"""
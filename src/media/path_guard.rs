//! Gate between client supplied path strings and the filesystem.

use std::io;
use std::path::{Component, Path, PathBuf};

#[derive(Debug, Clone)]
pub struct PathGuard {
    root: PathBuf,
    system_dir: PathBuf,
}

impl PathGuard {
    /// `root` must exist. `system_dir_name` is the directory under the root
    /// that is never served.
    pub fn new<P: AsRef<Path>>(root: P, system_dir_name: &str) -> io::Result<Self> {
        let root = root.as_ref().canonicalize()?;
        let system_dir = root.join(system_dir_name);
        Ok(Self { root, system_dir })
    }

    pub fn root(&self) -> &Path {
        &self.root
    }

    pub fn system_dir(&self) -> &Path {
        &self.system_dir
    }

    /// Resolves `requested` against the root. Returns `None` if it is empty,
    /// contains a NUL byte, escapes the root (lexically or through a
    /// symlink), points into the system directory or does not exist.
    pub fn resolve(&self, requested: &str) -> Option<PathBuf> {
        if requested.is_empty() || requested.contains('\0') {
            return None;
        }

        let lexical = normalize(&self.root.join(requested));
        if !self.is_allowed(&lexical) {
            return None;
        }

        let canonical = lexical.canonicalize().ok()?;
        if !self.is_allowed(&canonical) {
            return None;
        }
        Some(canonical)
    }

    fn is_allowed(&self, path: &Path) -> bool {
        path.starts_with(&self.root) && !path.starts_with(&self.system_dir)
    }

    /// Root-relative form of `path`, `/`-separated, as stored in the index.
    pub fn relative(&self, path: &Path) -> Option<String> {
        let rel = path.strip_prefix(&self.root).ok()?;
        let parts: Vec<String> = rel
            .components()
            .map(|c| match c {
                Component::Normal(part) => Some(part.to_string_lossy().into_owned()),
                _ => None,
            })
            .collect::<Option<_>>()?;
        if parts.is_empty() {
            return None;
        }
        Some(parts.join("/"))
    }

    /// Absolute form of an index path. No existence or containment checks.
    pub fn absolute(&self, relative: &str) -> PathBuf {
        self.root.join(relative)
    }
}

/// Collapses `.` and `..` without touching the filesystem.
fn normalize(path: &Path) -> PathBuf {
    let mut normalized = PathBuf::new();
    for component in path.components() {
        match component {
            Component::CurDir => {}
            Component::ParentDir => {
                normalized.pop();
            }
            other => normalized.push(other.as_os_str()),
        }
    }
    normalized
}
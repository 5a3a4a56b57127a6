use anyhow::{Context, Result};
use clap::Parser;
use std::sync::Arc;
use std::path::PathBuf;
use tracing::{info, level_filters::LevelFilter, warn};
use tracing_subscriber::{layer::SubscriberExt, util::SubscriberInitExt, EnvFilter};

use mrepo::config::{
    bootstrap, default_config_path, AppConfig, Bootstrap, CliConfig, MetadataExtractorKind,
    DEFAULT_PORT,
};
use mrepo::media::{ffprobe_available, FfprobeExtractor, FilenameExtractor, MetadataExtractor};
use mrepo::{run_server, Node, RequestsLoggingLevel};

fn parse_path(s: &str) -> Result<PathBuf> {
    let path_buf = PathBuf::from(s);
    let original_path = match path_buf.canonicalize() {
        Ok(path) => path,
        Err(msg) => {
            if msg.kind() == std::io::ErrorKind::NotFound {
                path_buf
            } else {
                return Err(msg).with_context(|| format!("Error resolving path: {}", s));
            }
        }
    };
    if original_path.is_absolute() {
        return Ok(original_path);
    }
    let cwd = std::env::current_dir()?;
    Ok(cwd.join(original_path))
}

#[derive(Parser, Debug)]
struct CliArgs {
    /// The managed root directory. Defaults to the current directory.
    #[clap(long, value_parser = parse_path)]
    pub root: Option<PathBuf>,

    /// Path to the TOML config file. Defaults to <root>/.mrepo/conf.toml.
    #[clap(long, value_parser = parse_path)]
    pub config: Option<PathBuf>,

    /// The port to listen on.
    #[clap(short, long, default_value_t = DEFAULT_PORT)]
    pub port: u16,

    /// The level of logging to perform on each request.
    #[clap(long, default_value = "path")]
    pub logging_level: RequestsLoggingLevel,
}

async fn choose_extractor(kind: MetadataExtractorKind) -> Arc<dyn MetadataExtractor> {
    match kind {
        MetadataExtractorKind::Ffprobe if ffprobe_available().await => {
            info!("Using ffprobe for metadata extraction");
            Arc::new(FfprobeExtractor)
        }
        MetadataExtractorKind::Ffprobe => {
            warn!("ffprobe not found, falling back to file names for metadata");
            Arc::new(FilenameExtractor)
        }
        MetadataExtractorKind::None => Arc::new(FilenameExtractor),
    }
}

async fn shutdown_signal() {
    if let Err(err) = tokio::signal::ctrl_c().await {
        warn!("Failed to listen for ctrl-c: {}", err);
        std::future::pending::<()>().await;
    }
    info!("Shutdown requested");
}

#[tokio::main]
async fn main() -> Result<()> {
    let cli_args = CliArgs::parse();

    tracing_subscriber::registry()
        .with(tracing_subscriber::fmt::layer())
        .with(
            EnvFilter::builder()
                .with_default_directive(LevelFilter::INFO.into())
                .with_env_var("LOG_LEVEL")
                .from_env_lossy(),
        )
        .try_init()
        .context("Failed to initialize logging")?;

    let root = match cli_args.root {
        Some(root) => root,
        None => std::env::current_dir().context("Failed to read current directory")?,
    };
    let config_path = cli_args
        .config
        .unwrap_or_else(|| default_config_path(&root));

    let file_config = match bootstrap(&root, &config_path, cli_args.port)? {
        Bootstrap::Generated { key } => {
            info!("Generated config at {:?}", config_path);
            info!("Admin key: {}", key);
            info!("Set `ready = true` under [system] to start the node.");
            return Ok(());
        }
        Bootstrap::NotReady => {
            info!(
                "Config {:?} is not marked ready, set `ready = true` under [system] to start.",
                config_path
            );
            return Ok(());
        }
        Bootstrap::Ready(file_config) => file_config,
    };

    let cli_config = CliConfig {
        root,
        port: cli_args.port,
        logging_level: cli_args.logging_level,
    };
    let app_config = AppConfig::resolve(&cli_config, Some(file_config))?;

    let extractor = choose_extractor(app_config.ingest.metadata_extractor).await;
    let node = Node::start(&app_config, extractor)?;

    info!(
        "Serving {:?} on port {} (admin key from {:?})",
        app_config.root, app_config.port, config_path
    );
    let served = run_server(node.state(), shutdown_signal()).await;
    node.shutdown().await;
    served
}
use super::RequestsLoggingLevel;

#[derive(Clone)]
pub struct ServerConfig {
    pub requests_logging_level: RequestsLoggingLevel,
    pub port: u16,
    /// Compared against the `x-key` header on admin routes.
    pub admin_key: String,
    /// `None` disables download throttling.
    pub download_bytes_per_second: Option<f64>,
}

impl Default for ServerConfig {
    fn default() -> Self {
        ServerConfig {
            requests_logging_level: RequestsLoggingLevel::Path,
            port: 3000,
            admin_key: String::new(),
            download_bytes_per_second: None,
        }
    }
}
"""
• [WHAT YOU HAVE TO DO]: The whole listing above needs to be written out exactly.

• [SOLUTION TO THE PROBLEM]:
filename src/media/path_guard.rs
//! Gate between client supplied path strings and the filesystem.

use std::io;
use std::path::{Component, Path, PathBuf};

#[derive(Debug, Clone)]
pub struct PathGuard {
    root: PathBuf,
    system_dir: PathBuf,
}

impl PathGuard {
    /// `root` must exist. `system_dir_name` is the directory under the root
    /// that is never served.
    pub fn new<P: AsRef<Path>>(root: P, system_dir_name: &str) -> io::Result<Self> {
        let root = root.as_ref().canonicalize()?;
        let system_dir = root.join(system_dir_name);
        Ok(Self { root, system_dir })
    }

    pub fn root(&self) -> &Path {
        &self.root
    }

    pub fn system_dir(&self) -> &Path {
        &self.system_dir
    }

    /// Resolves `requested` against the root. Returns `None` if it is empty,
    /// contains a NUL byte, escapes the root (lexically or through a
    /// symlink), points into the system directory or does not exist.
    pub fn resolve(&self, requested: &str) -> Option<PathBuf> {
        if requested.is_empty() || requested.contains('\0') {
            return None;
        }

        let lexical = normalize(&self.root.join(requested));
        if !self.is_allowed(&lexical) {
            return None;
        }

        let canonical = lexical.canonicalize().ok()?;
        if !self.is_allowed(&canonical) {
            return None;
        }
        Some(canonical)
    }

    fn is_allowed(&self, path: &Path) -> bool {
        path.starts_with(&self.root) && !path.starts_with(&self.system_dir)
    }

    /// Root-relative form of `path`, `/`-separated, as stored in the index.
    pub fn relative(&self, path: &Path) -> Option<String> {
        let rel = path.strip_prefix(&self.root).ok()?;
        let parts: Vec<String> = rel
            .components()
            .map(|c| match c {
                Component::Normal(part) => Some(part.to_string_lossy().into_owned()),
                _ => None,
            })
            .collect::<Option<_>>()?;
        if parts.is_empty() {
            return None;
        }
        Some(parts.join("/"))
    }

    /// Absolute form of an index path. No existence or containment checks.
    pub fn absolute(&self, relative: &str) -> PathBuf {
        self.root.join(relative)
    }
}

/// Collapses `.` and `..` without touching the filesystem.
fn normalize(path: &Path) -> PathBuf {
    let mut normalized = PathBuf::new();
    for component in path.components() {
        match component {
            Component::CurDir => {}
            Component::ParentDir => {
                normalized.pop();
            }
            other => normalized.push(other.as_os_str()),
        }
    }
    normalized
}
repository 5a3a4a56b57127a6
use anyhow::{Context, Result};
use clap::Parser;
use std::sync::Arc;
use std::path::PathBuf;
use tracing::{info, level_filters::LevelFilter, warn};
use tracing_subscriber::{layer::SubscriberExt, util::SubscriberInitExt, EnvFilter};

use mrepo::config::{
    bootstrap, default_config_path, AppConfig, Bootstrap, CliConfig, MetadataExtractorKind,
    DEFAULT_PORT,
};
use mrepo::media::{ffprobe_available, FfprobeExtractor, FilenameExtractor, MetadataExtractor};
use mrepo::{run_server, Node, RequestsLoggingLevel};

fn parse_path(s: &str) -> Result<PathBuf> {
    let path_buf = PathBuf::from(s);
    let original_path = match path_buf.canonicalize() {
        Ok(path) => path,
        Err(msg) => {
            if msg.kind() == std::io::ErrorKind::NotFound {
                path_buf
            } else {
                return Err(msg).with_context(|| format!("Error resolving path: {}", s));
            }
        }
    };
    if original_path.is_absolute() {
        return Ok(original_path);
    }
    let cwd = std::env::current_dir()?;
    Ok(cwd.join(original_path))
}

#[derive(Parser, Debug)]
struct CliArgs {
    /// The managed root directory. Defaults to the current directory.
    #[clap(long, value_parser = parse_path)]
    pub root: Option<PathBuf>,

    /// Path to the TOML config file. Defaults to <root>/.mrepo/conf.toml.
    #[clap(long, value_parser = parse_path)]
    pub config: Option<PathBuf>,

    /// The port to listen on.
    #[clap(short, long, default_value_t = DEFAULT_PORT)]
    pub port: u16,

    /// The level of logging to perform on each request.
    #[clap(long, default_value = "path")]
    pub logging_level: RequestsLoggingLevel,
}

async fn choose_extractor(kind: MetadataExtractorKind) -> Arc<dyn MetadataExtractor> {
    match kind {
        MetadataExtractorKind::Ffprobe if ffprobe_available().await => {
            info!("Using ffprobe for metadata extraction");
            Arc::new(FfprobeExtractor)
        }
        MetadataExtractorKind::Ffprobe => {
            warn!("ffprobe not found, falling back to file names for metadata");
            Arc::new(FilenameExtractor)
        }
        MetadataExtractorKind::None => Arc::new(FilenameExtractor),
    }
}

async fn shutdown_signal() {
    if let Err(err) = tokio::signal::ctrl_c().await {
        warn!("Failed to listen for ctrl-c: {}", err);
        std::future::pending::<()>().await;
    }
    info!("Shutdown requested");
}

#[tokio::main]
async fn main() -> Result<()> {
    let cli_args = CliArgs::parse();

    tracing_subscriber::registry()
        .with(tracing_subscriber::fmt::layer())
        .with(
            EnvFilter::builder()
                .with_default_directive(LevelFilter::INFO.into())
                .with_env_var("LOG_LEVEL")
                .from_env_lossy(),
        )
        .try_init()
        .context("Failed to initialize logging")?;

    let root = match cli_args.root {
        Some(root) => root,
        None => std::env::current_dir().context("Failed to read current directory")?,
    };
    let config_path = cli_args
        .config
        .unwrap_or_else(|| default_config_path(&root));

    let file_config = match bootstrap(&root, &config_path, cli_args.port)? {
        Bootstrap::Generated { key } => {
            info!("Generated config at {:?}", config_path);
            info!("Admin key: {}", key);
            info!("Set `ready = true` under [system] to start the node.");
            return Ok(());
        }
        Bootstrap::NotReady => {
            info!(
                "Config {:?} is not marked ready, set `ready = true` under [system] to start.",
                config_path
            );
            return Ok(());
        }
        Bootstrap::Ready(file_config) => file_config,
    };

    let cli_config = CliConfig {
        root,
        port: cli_args.port,
        logging_level: cli_args.logging_level,
    };
    let app_config = AppConfig::resolve(&cli_config, Some(file_config))?;

    let extractor = choose_extractor(app_config.ingest.metadata_extractor).await;
    let node = Node::start(&app_config, extractor)?;

    info!(
        "Serving {:?} on port {} (admin key from {:?})",
        app_config.root, app_config.port, config_path
    );
    let served = run_server(node.state(), shutdown_signal()).await;
    node.shutdown().await;
    served
}
use super::RequestsLoggingLevel;

#[derive(Clone)]
pub struct ServerConfig {
    pub requests_logging_level: RequestsLoggingLevel,
    pub port: u16,
    /// Compared against the `x-key` header on admin routes.
    pub admin_key: String,
    /// `None` disables download throttling.
    pub download_bytes_per_second: Option<f64>,
}

impl Default for ServerConfig {
    fn default() -> Self {
        ServerConfig {
            requests_logging_level: RequestsLoggingLevel::Path,
            port: 3000,
            admin_key: String::new(),
            download_bytes_per_second: None,
        }
    }
}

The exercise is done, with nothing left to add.